Poland says No to migrants after Brussels attack
Auteur: Andrew Rettman
Polish prime minister Beata Szydlo i has said the Brussels attacks mean that Poland cannot take part in the EU’s migrant relocation scheme.
"Twenty eight EU countries agreed to solve the issue through relocation. But I will say it very clearly. I do not see it possible to allow migrants in Poland at the moment," Szydlo told the Superstacja TV broadcaster on Wednesday (23 March).
She criticised German chancellor Angela Merkel i for having “invited migrants to Europe.”
“This carefree attitude led to the problems that we have today,” she said.
“We cannot agree that thousands of migrants, who come to improve their lives, flow to Europe. There are also terrorists among them.”
Earlier on Wednesday, she told a meeting of NGO leaders at her Warsaw office that the Brussels attacks indicated that the EU had lost control of the migration crisis.
“Europe is incapable of dealing with this enormous crisis,” she said.
“When on Friday [18 March] the [EU] summit was coming to an end, European leaders went back to their capitals feeling that they had a good compromise, that they found a solution to the crisis becaue they managed to conclude a deal with Turkey,” she said.
“Suddenly, a few days go by, and the terrorists made a joke out of the deal and showed Europe that further declarations, further documents, further hours-long talks don’t mean very much.”
Poland’s previous government, last year, had agreed to relocate up to 6,500 refugees from Greece and Italy in a mandatory quota system created by the European Commission.
But Szydlo’s EU affairs minister, after the Paris attacks in November, already said that the terrorist threat had put a “question mark” over the project.

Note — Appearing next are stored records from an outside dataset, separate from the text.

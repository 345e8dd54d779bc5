//! Typed views over an [`Envelope`].
//!
//! Every `as_*` probe is total: `Ok(None)` when the envelope carries a
//! different kind, `Err` only if the matching payload is malformed. Unknown
//! discriminants therefore never match anything.
//!
//! [`route`] folds the inbound probes into a single [`ServerMessage`] so that
//! consumers can match exhaustively instead of trying probes in sequence.

use serde::de::DeserializeOwned;

use crate::codec::Envelope;
use crate::{
    CommandKill, CommandMove, CommandRun, DeathReport, HighscoreUpdate, InitMetadata, JoinRequest,
    Level, MessageKind, PlayerReady, ProtocolError, SimpleServerEvent, SimpleServerEventKind,
    WorldState,
};

fn probe<T: DeserializeOwned>(
    envelope: &Envelope<'_>,
    kind: MessageKind,
) -> Result<Option<T>, ProtocolError> {
    if envelope.kind() != kind {
        return Ok(None);
    }
    envelope.payload().map(Some)
}

pub fn as_init_metadata(envelope: &Envelope<'_>) -> Result<Option<InitMetadata>, ProtocolError> {
    probe(envelope, MessageKind::InitMetadata)
}

pub fn as_level(envelope: &Envelope<'_>) -> Result<Option<Level>, ProtocolError> {
    probe(envelope, MessageKind::Level)
}

pub fn as_world_state(envelope: &Envelope<'_>) -> Result<Option<WorldState>, ProtocolError> {
    probe(envelope, MessageKind::WorldState)
}

/// Returns just the event kind, which is all a simple event carries.
pub fn as_simple_server_event(
    envelope: &Envelope<'_>,
) -> Result<Option<SimpleServerEventKind>, ProtocolError> {
    Ok(probe::<SimpleServerEvent>(envelope, MessageKind::SimpleServerEvent)?.map(|ev| ev.kind))
}

pub fn as_death_report(envelope: &Envelope<'_>) -> Result<Option<DeathReport>, ProtocolError> {
    probe(envelope, MessageKind::DeathReport)
}

pub fn as_highscore_update(
    envelope: &Envelope<'_>,
) -> Result<Option<HighscoreUpdate>, ProtocolError> {
    probe(envelope, MessageKind::HighscoreUpdate)
}

pub fn as_join_request(envelope: &Envelope<'_>) -> Result<Option<JoinRequest>, ProtocolError> {
    probe(envelope, MessageKind::JoinRequest)
}

pub fn as_player_ready(envelope: &Envelope<'_>) -> Result<Option<PlayerReady>, ProtocolError> {
    probe(envelope, MessageKind::PlayerReady)
}

pub fn as_command_move(envelope: &Envelope<'_>) -> Result<Option<CommandMove>, ProtocolError> {
    probe(envelope, MessageKind::CommandMove)
}

pub fn as_command_run(envelope: &Envelope<'_>) -> Result<Option<CommandRun>, ProtocolError> {
    probe(envelope, MessageKind::CommandRun)
}

pub fn as_command_kill(envelope: &Envelope<'_>) -> Result<Option<CommandKill>, ProtocolError> {
    probe(envelope, MessageKind::CommandKill)
}

/// Everything a client can receive, fully decoded.
#[derive(Debug, Clone, PartialEq)]
pub enum ServerMessage {
    InitMetadata(InitMetadata),
    Level(Level),
    WorldState(WorldState),
    SimpleServerEvent(SimpleServerEventKind),
    DeathReport(DeathReport),
    HighscoreUpdate(HighscoreUpdate),
    /// Unknown discriminant, or a server-bound kind arriving at a client.
    Unexpected(MessageKind),
}

/// Decodes an inbound envelope into its variant.
pub fn route(envelope: &Envelope<'_>) -> Result<ServerMessage, ProtocolError> {
    let message = match envelope.kind() {
        MessageKind::InitMetadata => ServerMessage::InitMetadata(envelope.payload()?),
        MessageKind::Level => ServerMessage::Level(envelope.payload()?),
        MessageKind::WorldState => ServerMessage::WorldState(envelope.payload()?),
        MessageKind::SimpleServerEvent => {
            ServerMessage::SimpleServerEvent(envelope.payload::<SimpleServerEvent>()?.kind)
        }
        MessageKind::DeathReport => ServerMessage::DeathReport(envelope.payload()?),
        MessageKind::HighscoreUpdate => ServerMessage::HighscoreUpdate(envelope.payload()?),
        other => ServerMessage::Unexpected(other),
    };
    Ok(message)
}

Last week’s EU-Turkey deal is to see Turkey take back irregular migrants from Greece in return for EU states volunteering to resettle Syrian refugees from its territory on a one-for-one basis.
Face saver
An EU source told EUobserver that Warsaw is not expected to take formal steps in the EU Council against the relocation plan.
“They’re hoping that it falls apart by itself and that they can take part in the resettlement project instead, allowing everybody to save face,” the source said.
“The fact is that even though central European states have spoken out against the quotas, it’s the large, older member states who are doing almost nothing to implement them. That’s where the real problem lies.”
Leaders in central Europe have been making the link between refugees and terrorists since last summer.
They have highlighted the fact that some of the Paris attackers entered the EU on fake papers via Turkey and Greece.
Turkey has said it also found nine would-be suicide bombers among a group of 7,000 Syrian asylum seekers who crossed the border in February.
But the EU commissioner in charge of migration, Dimitris Avramopoulos, on Wednesday in Brussels warned against “confusion” of the two issues.
“We are at the peak of two crises - security and migration - and while they overlap in timing they should not be confused. Those people who arrived on our shores are fleeing precisely the same terror that struck here in the heart of Europe,” he said.
“To antagonise those seeking protection would be giving in to the hatred and division that terrorist seek to sow,” he added.
Fear and love
Speaking to EUobserver in Prague before the Brussels attacks, Simon Panek, the head of People in Need, a Czech NGO, said average people in central Europe “fear” migrants because few of them have ever met an Arab.
He said populist media and politicians reinforced the bad feeling.
People in Need works on the front lines of the Syrian war. Operating out of Turkey, it spent €20 million, almost half its budget, last year on feeding 200,000 people deep inside Syria.
Panek said some NGOs have taken Syrian refugees to meet people in provinical Czech towns.
“When local people meet Syrian families and they hear their stories they’re open-minded and helpful,” he said.
“Fear is a very strong emotion,” he added. “You can destroy love in one day. But it’s much harder to deconstruct fear with rational debate.”